▸ **Exercise brief**
Extract all lines from the data beneath that include the word "HashMap".

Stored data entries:
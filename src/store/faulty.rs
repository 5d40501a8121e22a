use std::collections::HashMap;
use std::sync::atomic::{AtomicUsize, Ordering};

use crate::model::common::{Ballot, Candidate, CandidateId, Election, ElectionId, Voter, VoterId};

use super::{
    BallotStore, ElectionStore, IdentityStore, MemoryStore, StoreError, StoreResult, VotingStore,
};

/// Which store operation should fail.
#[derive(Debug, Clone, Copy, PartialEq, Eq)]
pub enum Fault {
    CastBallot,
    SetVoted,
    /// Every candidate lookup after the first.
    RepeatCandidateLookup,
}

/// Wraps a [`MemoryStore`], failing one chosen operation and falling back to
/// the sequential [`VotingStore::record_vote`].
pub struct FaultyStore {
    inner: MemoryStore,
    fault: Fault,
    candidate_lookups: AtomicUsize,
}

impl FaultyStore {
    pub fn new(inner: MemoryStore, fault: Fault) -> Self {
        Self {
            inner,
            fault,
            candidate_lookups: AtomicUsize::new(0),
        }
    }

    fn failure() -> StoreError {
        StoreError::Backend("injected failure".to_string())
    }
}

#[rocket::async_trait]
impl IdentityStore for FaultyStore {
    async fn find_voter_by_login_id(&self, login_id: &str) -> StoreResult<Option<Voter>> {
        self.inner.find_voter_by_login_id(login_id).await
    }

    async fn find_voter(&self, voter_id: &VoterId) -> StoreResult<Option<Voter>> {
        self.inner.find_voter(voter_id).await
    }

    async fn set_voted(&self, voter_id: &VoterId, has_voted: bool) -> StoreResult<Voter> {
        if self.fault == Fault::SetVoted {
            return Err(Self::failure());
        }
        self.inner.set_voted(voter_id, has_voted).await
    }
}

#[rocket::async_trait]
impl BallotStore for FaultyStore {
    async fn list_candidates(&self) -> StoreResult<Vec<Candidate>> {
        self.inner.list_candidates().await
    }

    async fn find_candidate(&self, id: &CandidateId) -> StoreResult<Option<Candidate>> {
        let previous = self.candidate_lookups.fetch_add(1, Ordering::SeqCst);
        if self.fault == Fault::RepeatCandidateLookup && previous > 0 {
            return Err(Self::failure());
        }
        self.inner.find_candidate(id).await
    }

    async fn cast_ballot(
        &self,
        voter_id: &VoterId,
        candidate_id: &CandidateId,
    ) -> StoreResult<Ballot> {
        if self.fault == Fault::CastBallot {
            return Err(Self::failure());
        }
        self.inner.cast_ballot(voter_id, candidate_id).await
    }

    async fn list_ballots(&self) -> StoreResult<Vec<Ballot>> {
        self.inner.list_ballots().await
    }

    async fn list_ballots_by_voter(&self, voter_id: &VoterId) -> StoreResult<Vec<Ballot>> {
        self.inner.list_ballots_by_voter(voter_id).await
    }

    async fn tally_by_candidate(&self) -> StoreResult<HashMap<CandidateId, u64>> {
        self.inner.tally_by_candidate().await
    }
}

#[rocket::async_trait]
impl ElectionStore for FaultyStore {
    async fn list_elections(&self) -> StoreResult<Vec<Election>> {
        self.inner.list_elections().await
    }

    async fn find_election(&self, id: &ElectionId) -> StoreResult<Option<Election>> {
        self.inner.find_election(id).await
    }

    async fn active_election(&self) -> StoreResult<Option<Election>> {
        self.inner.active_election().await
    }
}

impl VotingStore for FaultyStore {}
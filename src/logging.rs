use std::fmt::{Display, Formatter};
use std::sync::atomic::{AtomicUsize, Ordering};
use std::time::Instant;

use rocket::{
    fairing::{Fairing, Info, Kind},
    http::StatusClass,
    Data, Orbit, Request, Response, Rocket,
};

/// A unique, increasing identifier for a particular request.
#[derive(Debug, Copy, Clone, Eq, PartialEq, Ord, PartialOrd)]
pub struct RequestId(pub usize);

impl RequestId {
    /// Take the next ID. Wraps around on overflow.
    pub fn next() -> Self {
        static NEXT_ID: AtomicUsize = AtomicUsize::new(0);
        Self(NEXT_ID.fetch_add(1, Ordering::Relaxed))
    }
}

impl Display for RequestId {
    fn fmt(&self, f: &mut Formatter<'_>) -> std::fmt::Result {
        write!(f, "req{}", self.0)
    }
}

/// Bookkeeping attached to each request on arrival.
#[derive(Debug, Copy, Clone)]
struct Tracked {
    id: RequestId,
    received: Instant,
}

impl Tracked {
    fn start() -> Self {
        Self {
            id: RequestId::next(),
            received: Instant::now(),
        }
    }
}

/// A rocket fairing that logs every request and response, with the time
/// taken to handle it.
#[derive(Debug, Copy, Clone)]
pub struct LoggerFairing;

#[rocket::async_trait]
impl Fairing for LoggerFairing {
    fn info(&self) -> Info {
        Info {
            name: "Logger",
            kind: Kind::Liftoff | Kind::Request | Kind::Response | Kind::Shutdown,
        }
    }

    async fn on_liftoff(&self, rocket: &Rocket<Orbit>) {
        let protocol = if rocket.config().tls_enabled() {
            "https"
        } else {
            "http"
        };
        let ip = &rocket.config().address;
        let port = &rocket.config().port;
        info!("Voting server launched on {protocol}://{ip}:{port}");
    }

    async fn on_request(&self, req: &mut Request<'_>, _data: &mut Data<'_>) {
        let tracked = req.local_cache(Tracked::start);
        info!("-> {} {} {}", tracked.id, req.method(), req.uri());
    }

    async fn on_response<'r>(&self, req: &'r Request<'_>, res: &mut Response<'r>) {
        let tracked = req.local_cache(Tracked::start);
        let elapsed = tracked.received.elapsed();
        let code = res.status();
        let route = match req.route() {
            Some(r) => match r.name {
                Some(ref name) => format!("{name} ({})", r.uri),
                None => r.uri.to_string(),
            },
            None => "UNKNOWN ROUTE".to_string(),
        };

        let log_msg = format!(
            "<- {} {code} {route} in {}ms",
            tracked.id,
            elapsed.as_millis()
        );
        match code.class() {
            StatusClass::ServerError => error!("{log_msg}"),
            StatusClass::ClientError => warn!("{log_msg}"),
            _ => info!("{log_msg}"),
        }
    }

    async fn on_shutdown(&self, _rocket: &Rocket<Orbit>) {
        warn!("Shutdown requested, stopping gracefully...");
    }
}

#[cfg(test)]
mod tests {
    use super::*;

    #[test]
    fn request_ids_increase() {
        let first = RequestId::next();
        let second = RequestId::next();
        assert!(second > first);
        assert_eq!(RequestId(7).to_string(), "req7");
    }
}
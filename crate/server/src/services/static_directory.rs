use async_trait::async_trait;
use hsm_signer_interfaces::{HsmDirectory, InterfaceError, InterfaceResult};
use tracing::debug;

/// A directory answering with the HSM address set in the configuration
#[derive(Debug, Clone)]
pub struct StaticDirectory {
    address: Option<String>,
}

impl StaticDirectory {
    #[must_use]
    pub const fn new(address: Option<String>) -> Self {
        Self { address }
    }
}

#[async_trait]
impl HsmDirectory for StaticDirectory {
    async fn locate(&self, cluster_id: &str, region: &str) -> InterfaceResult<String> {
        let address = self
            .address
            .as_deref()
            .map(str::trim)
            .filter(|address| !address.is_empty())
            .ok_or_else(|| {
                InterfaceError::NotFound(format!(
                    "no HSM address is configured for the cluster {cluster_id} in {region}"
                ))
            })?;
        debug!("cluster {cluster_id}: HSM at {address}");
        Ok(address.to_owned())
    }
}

---

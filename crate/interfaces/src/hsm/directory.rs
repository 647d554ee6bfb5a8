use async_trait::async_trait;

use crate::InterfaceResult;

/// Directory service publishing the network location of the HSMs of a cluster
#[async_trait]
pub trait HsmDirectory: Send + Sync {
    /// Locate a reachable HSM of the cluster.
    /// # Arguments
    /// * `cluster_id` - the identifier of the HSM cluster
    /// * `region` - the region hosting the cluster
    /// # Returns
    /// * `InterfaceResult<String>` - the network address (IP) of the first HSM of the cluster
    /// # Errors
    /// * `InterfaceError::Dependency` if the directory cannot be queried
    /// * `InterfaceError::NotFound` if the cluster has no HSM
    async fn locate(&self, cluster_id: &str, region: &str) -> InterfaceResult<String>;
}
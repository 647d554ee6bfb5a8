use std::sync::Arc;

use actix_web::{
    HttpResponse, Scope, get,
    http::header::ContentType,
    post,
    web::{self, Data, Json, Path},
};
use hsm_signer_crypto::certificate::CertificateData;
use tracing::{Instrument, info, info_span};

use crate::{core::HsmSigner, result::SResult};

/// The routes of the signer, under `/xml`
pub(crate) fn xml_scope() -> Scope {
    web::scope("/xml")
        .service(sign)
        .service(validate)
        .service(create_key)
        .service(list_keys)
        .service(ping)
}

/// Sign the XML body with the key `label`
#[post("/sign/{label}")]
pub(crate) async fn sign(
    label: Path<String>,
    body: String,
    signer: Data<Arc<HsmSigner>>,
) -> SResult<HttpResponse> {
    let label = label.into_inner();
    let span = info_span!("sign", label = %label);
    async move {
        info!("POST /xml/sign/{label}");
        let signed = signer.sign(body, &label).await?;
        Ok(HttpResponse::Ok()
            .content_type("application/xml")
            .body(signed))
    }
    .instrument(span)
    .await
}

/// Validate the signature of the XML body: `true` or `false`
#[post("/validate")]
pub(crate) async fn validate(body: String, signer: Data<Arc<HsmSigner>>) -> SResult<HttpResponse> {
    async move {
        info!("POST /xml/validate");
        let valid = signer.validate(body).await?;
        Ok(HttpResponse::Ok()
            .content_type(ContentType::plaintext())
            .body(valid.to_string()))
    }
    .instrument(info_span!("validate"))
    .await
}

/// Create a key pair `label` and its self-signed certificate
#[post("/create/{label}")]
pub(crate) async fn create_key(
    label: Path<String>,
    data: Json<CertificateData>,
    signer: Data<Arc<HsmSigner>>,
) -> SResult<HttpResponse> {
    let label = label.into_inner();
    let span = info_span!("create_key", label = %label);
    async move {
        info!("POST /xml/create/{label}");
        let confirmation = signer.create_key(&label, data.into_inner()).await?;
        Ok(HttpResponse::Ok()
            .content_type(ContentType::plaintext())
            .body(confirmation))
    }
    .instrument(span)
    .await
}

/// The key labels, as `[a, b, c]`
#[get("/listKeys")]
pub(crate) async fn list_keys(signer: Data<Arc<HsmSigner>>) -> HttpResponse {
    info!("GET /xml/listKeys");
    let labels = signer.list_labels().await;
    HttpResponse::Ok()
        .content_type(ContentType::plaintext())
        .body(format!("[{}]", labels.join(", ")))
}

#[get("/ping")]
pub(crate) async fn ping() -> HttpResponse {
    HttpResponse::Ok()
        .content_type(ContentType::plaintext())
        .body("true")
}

* * *

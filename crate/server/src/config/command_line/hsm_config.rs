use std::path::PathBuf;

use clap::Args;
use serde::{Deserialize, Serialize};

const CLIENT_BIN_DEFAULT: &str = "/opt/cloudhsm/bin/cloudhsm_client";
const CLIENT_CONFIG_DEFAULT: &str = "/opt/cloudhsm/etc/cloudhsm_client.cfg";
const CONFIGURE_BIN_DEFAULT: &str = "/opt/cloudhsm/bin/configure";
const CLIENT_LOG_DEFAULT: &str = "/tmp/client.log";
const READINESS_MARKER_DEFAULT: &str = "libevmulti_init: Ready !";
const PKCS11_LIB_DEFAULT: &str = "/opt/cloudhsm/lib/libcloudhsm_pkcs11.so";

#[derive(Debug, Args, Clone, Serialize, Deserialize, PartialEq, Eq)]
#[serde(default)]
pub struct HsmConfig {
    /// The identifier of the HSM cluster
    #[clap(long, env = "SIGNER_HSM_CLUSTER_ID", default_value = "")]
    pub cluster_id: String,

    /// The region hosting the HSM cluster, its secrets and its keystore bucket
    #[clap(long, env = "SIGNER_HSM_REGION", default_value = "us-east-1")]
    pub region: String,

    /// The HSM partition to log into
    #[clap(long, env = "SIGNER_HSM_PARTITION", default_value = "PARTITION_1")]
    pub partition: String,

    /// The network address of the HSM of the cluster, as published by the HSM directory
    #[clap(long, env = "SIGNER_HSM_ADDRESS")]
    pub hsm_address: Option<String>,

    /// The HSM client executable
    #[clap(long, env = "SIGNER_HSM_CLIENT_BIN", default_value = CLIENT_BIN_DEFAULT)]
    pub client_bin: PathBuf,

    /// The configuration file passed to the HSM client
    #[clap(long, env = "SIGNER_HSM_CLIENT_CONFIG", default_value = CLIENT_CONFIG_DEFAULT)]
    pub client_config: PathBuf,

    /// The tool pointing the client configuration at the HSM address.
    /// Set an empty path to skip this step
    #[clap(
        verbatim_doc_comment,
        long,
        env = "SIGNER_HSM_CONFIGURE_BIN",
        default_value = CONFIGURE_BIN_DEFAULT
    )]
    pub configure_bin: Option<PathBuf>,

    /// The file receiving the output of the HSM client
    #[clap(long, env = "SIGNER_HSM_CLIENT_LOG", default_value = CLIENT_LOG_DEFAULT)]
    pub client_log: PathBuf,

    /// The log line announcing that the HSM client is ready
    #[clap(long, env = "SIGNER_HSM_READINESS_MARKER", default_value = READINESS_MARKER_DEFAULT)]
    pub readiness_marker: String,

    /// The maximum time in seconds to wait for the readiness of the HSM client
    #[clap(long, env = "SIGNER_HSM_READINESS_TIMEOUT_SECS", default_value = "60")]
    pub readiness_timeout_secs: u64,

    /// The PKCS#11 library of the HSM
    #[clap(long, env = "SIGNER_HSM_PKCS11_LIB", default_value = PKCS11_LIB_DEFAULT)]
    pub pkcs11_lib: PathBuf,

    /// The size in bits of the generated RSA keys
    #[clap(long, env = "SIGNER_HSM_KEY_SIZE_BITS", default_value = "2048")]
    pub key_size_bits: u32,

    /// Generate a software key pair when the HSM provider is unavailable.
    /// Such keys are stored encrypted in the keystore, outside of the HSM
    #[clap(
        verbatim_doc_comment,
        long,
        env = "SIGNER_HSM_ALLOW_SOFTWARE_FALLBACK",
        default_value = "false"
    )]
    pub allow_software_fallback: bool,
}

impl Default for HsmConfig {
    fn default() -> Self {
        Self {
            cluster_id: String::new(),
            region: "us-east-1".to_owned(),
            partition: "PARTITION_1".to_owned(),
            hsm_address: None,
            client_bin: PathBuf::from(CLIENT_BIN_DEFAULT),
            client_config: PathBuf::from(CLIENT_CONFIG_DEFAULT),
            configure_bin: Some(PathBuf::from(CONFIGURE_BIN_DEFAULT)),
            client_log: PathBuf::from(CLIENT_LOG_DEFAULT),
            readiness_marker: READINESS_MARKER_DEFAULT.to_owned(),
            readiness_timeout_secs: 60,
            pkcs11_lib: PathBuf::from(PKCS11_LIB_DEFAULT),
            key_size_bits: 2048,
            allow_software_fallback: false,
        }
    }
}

▸ **The answer**
use std::collections::HashMap;
    async fn tally_by_candidate(&self) -> StoreResult<HashMap<CandidateId, u64>> {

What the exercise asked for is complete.